Extracellular secretion of a maltogenic amylase from Lactobacillus gasseri ATCC33323 in Lactococcus lactis MG1363 and its application on the production of branched maltooligosaccharides.

A maltogenic amylase gene from Lactobacillus gasseri ATCC33323 (LGMA) was expressed in Lactococcus lactis MG1363 using the P170 expression system. The successful production of recombinant LGMA (rLGMA) was confirmed by the catalytic activity of the enzyme in liquid and solid media. The N-terminal amino acid sequencing analysis of the rLGMA showed that it was Met-Gln-Leu-Ala-Ala-Leu-, which was the same as that of genuine protein, meaning the signal peptide was efficiently cleaved during secretion to the extracellular milieu.

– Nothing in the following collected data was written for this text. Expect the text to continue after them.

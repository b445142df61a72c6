//! # OCR Processing Module
//!
//! Turns a scanned lab report image into plain text with Tesseract.
//!
//! The engine call is wrapped with:
//! - format detection and format-specific size limits before any decoding
//! - a memory estimate checked against `OcrConfig::memory_limit_mb`
//! - a per-attempt timeout and exponential backoff with jitter between attempts
//! - the shared [`CircuitBreaker`]
//!
//! Supported formats: PNG, JPEG, BMP and TIFF.

use std::fs::File;
use std::io::{BufReader, Read};
use std::path::Path;
use std::sync::Arc;
use std::time::{Duration, Instant};

use tracing::{debug, info, warn, Instrument};

pub use crate::circuit_breaker::CircuitBreaker;
use crate::errors::error_logging;
pub use crate::instance_manager::OcrInstanceManager;
use crate::observability;
pub use crate::ocr_config::{OcrConfig, RecoveryConfig};
pub use crate::ocr_errors::OcrError;

/// Read the file head and guess its image format
fn detect_image_format(path: &Path, config: &OcrConfig) -> Option<image::ImageFormat> {
    let file = File::open(path).ok()?;
    let mut reader = BufReader::new(file);
    let mut buffer = vec![0; config.buffer_size];
    let bytes_read = reader.read(&mut buffer).ok()?;
    if bytes_read < config.min_format_bytes {
        debug!(
            path = %path.display(),
            bytes_read,
            "Not enough bytes for format detection"
        );
        return None;
    }
    buffer.truncate(bytes_read);
    image::guess_format(&buffer).ok()
}

/// Validate existence, size and format of an image before OCR
pub fn validate_image_with_format_limits(path: &Path, config: &OcrConfig) -> Result<(), OcrError> {
    if !path.is_file() {
        return Err(OcrError::Validation(format!(
            "not a readable file ({})",
            path.display()
        )));
    }

    let file_size = path
        .metadata()
        .map_err(|e| OcrError::Validation(format!("cannot read metadata: {}", e)))?
        .len();

    if file_size == 0 {
        return Err(OcrError::Validation(format!(
            "file is empty ({})",
            path.display()
        )));
    }
    if file_size > config.max_file_size {
        return Err(OcrError::Validation(format!(
            "file too large ({} bytes, maximum allowed: {} bytes)",
            file_size, config.max_file_size
        )));
    }

    let format = detect_image_format(path, config).ok_or_else(|| {
        OcrError::Validation(format!(
            "unrecognized image format ({})",
            path.display()
        ))
    })?;

    let format_limit = match format {
        image::ImageFormat::Png => config.format_limits.png_max,
        image::ImageFormat::Jpeg => config.format_limits.jpeg_max,
        image::ImageFormat::Bmp => config.format_limits.bmp_max,
        image::ImageFormat::Tiff => config.format_limits.tiff_max,
        other => {
            return Err(OcrError::Validation(format!(
                "unsupported image format {:?}",
                other
            )))
        }
    };

    if file_size > format_limit {
        return Err(OcrError::Validation(format!(
            "file too large for {:?} format: {} bytes (maximum allowed: {} bytes)",
            format, file_size, format_limit
        )));
    }

    let estimated_memory_mb = estimate_memory_usage(file_size, &format);
    #[allow(clippy::cast_precision_loss)]
    let limit_mb = config.memory_limit_mb as f64;
    if estimated_memory_mb > limit_mb {
        return Err(OcrError::Validation(format!(
            "estimated memory usage too high: {:.1}MB (maximum allowed: {}MB)",
            estimated_memory_mb, config.memory_limit_mb
        )));
    }

    debug!(
        path = %path.display(),
        format = ?format,
        file_size,
        estimated_memory_mb,
        "Image passed validation"
    );
    Ok(())
}

/// Estimated decode + OCR memory in MB for a file of the given size and format
///
/// | Format | Factor |
/// |--------|--------|
/// | PNG    | 3.0x   |
/// | JPEG   | 2.5x   |
/// | BMP    | 1.2x   |
/// | TIFF   | 4.0x   |
pub fn estimate_memory_usage(file_size: u64, format: &image::ImageFormat) -> f64 {
    #[allow(clippy::cast_precision_loss)]
    let file_size_mb = file_size as f64 / (1024.0 * 1024.0);

    let memory_factor = match format {
        image::ImageFormat::Png => 3.0,
        image::ImageFormat::Jpeg => 2.5,
        image::ImageFormat::Bmp => 1.2,
        image::ImageFormat::Tiff => 4.0,
        _ => 3.0,
    };

    file_size_mb * memory_factor
}

/// Whether the file is an image format Tesseract can read and that passes the limits
pub fn is_supported_image_format(path: &Path, config: &OcrConfig) -> bool {
    validate_image_with_format_limits(path, config).is_ok()
}

/// Trim every line and drop the empty ones
pub fn clean_ocr_text(raw: &str) -> String {
    raw.lines()
        .map(str::trim)
        .filter(|line| !line.is_empty())
        .collect::<Vec<&str>>()
        .join("\n")
}

/// Extract text from a report image with validation, retries and circuit breaker protection.
///
/// Validation failures are returned immediately and do not count against the
/// circuit breaker; only exhausted engine attempts do.
///
/// # Errors
///
/// - `CircuitOpen` when the breaker is rejecting requests
/// - `Validation` for missing, empty, oversized or unsupported files
/// - `Initialization`, `ImageLoad`, `Extraction` or `Timeout` from the last attempt
pub async fn extract_text_from_image(
    image_path: &Path,
    config: &OcrConfig,
    instance_manager: &Arc<OcrInstanceManager>,
    circuit_breaker: &CircuitBreaker,
) -> Result<String, OcrError> {
    let span = observability::ocr_span("extract_text_from_image", &image_path.display().to_string());
    extract_with_recovery(image_path, config, instance_manager, circuit_breaker)
        .instrument(span)
        .await
}

async fn extract_with_recovery(
    image_path: &Path,
    config: &OcrConfig,
    instance_manager: &Arc<OcrInstanceManager>,
    circuit_breaker: &CircuitBreaker,
) -> Result<String, OcrError> {
    let start_time = Instant::now();

    validate_image_with_format_limits(image_path, config)?;

    // Checked after validation: an admitted half-open trial must always be reported.
    if !circuit_breaker.try_acquire() {
        warn!(image = %image_path.display(), "Circuit breaker is open, rejecting OCR request");
        observability::update_circuit_breaker_state(true);
        return Err(OcrError::CircuitOpen(
            "OCR engine failed repeatedly; retry after the reset timeout".to_string(),
        ));
    }

    let image_size = image_path.metadata().map(|m| m.len()).unwrap_or(0);
    info!(image = %image_path.display(), image_size, "Starting OCR text extraction");

    let max_attempts = config.recovery.max_retries + 1;
    let mut attempt = 0;

    loop {
        attempt += 1;

        match perform_ocr_extraction(image_path, config, instance_manager).await {
            Ok((text, ocr_duration)) => {
                circuit_breaker.record_success();
                observability::update_circuit_breaker_state(false);
                observability::record_ocr_performance_metrics(
                    observability::OcrPerformanceMetricsParams {
                        success: true,
                        total_duration: start_time.elapsed(),
                        ocr_duration,
                        image_size,
                        attempt_count: attempt,
                    },
                );

                info!(
                    attempt,
                    total_ms = start_time.elapsed().as_millis() as u64,
                    characters = text.len(),
                    "OCR extraction completed"
                );
                return Ok(text);
            }
            Err(err) if attempt >= max_attempts => {
                let total_duration = start_time.elapsed();
                circuit_breaker.record_failure();
                observability::update_circuit_breaker_state(circuit_breaker.is_open());
                observability::record_ocr_performance_metrics(
                    observability::OcrPerformanceMetricsParams {
                        success: false,
                        total_duration,
                        ocr_duration: Duration::ZERO,
                        image_size,
                        attempt_count: attempt,
                    },
                );

                let path_text = image_path.display().to_string();
                error_logging::log_ocr_error(
                    &err,
                    "ocr_extraction_retry",
                    Some(&path_text),
                    Some(image_size),
                    Some(total_duration),
                );
                return Err(err);
            }
            Err(err) => {
                let delay_ms = calculate_retry_delay(attempt, &config.recovery);
                warn!(attempt, delay_ms, error = %err, "OCR extraction attempt failed, retrying");
                tokio::time::sleep(Duration::from_millis(delay_ms)).await;
            }
        }
    }
}

/// One engine attempt on the blocking pool, bounded by the operation timeout
async fn perform_ocr_extraction(
    image_path: &Path,
    config: &OcrConfig,
    instance_manager: &Arc<OcrInstanceManager>,
) -> Result<(String, Duration), OcrError> {
    let ocr_start_time = Instant::now();
    let timeout_duration = Duration::from_secs(config.recovery.operation_timeout_secs);

    let path = image_path.to_path_buf();
    let engine_config = config.clone();
    let manager = Arc::clone(instance_manager);

    let task = tokio::task::spawn_blocking(move || -> Result<String, OcrError> {
        let instance = manager
            .get_instance(&engine_config)
            .map_err(|e| OcrError::Initialization(e.to_string()))?;

        let mut tess = instance.lock();
        tess.set_image(&path)
            .map_err(|e| OcrError::ImageLoad(format!("Failed to load image for OCR: {e}")))?;
        let raw = tess.get_utf8_text().map_err(|e| {
            OcrError::Extraction(format!("Failed to extract text from image: {e}"))
        })?;

        Ok(clean_ocr_text(&raw))
    });

    let ocr_duration_ms = || ocr_start_time.elapsed().as_millis() as u64;

    match tokio::time::timeout(timeout_duration, task).await {
        Ok(Ok(Ok(text))) => {
            debug!(ocr_ms = ocr_duration_ms(), characters = text.len(), "OCR engine pass finished");
            Ok((text, ocr_start_time.elapsed()))
        }
        Ok(Ok(Err(e))) => {
            warn!(ocr_ms = ocr_duration_ms(), error = %e, "OCR engine pass failed");
            Err(e)
        }
        Ok(Err(join_error)) => Err(OcrError::Extraction(format!(
            "OCR worker terminated: {}",
            join_error
        ))),
        Err(_) => {
            warn!(
                ocr_ms = ocr_duration_ms(),
                limit_secs = config.recovery.operation_timeout_secs,
                "OCR processing timed out"
            );
            Err(OcrError::Timeout(format!(
                "OCR operation timed out after {} seconds",
                config.recovery.operation_timeout_secs
            )))
        }
    }
}

/// Delay before retry number `attempt` (1-based) in milliseconds.
///
/// ```text
/// delay  = min(base * 2^(attempt-1), max)
/// result = delay + random(0 .. delay/4)
/// ```
pub fn calculate_retry_delay(attempt: u32, recovery: &RecoveryConfig) -> u64 {
    let exponent = attempt.saturating_sub(1).min(32);
    let delay = recovery
        .base_retry_delay_ms
        .saturating_mul(1u64 << exponent)
        .min(recovery.max_retry_delay_ms);

    let jitter = rand::random::<u64>() % (delay / 4).max(1);
    delay + jitter
}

The optimal reaction temperature and pH of rLGMA (55 degrees C and pH 5, respectively) and enzymatic hydrolysis patterns on various substrates (beta-cyclodextrin, starch, and pullulan) supported that rLGMA was not only efficiently secreted from the Lactococcus lactis MG1363 but was also functionally active. Finally, the branched maltooligosaccharides were effectively produced from liquefied corn starch, by using rLGMA secreted from Lactococcus lactis, with a yield of 53.1%.